* _Exercise description_
Would you return every line of the listing below that has "crate" in it?

[Working data Boundary: Start]

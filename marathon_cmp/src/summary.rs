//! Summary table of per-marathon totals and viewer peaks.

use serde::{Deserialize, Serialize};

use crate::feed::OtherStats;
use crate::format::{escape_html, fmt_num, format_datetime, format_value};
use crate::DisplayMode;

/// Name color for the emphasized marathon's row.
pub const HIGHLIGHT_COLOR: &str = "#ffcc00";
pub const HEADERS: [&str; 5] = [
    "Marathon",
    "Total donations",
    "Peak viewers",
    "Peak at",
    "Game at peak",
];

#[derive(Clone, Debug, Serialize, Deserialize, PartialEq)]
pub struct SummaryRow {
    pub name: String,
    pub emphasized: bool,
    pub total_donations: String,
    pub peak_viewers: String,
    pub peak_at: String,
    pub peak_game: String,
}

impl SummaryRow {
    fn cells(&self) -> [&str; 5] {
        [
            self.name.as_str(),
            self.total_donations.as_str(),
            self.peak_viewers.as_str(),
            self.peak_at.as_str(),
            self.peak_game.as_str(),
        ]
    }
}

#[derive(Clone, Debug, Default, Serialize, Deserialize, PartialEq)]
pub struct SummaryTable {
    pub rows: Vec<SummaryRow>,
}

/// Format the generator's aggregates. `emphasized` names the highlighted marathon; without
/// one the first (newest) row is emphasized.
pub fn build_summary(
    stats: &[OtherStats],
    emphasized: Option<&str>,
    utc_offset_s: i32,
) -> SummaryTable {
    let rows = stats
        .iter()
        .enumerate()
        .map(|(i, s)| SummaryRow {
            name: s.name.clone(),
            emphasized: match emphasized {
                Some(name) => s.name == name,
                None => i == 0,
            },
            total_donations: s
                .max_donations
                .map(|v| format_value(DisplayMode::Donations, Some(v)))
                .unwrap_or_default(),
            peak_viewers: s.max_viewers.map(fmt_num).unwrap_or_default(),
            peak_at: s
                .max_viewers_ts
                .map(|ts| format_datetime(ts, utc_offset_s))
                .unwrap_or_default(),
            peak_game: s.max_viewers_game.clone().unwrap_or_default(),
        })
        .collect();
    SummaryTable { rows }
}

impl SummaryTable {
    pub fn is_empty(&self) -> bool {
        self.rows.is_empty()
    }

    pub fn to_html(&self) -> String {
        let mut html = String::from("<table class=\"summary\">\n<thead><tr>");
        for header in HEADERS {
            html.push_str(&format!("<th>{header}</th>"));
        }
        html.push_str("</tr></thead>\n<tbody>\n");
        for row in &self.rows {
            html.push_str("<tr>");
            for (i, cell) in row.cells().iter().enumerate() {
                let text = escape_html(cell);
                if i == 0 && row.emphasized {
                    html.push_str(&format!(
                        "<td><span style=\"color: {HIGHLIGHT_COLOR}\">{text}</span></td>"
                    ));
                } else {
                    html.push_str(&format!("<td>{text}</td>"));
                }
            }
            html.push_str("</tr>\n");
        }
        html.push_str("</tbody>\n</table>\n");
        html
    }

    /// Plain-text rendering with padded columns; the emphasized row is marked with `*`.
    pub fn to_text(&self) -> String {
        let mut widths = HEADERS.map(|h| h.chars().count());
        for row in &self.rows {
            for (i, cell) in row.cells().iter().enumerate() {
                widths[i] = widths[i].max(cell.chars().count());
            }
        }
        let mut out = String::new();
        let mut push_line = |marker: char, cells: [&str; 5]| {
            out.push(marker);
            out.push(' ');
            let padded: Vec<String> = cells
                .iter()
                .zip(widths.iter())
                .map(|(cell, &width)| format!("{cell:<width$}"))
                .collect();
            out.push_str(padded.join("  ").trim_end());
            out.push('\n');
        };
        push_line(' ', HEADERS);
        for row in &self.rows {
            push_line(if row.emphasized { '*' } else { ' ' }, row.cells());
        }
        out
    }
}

[Working data Boundary: End]
[Working data Boundary: Start]

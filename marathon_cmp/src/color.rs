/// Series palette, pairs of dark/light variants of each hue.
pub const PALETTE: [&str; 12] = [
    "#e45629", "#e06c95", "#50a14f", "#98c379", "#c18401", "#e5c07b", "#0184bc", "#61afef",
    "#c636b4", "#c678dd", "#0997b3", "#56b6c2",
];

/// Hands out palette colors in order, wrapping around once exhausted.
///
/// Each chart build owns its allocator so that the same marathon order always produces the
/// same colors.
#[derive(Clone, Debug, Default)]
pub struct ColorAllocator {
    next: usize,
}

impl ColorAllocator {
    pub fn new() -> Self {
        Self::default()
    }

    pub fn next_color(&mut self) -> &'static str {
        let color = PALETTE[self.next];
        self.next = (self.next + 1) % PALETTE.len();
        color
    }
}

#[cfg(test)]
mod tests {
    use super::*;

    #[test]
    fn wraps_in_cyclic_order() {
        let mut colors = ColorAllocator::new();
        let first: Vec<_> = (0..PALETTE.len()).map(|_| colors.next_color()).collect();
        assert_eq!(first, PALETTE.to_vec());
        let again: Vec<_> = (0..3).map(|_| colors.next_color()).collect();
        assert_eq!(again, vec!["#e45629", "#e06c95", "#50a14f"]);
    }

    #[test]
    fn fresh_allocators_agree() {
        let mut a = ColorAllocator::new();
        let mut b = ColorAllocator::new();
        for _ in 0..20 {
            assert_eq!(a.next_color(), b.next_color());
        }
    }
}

[Working data Boundary: End]

* _Answer area_
use crate::feed::OtherStats;
use crate::format::{escape_html, fmt_num, format_datetime, format_value};
use crate::DisplayMode;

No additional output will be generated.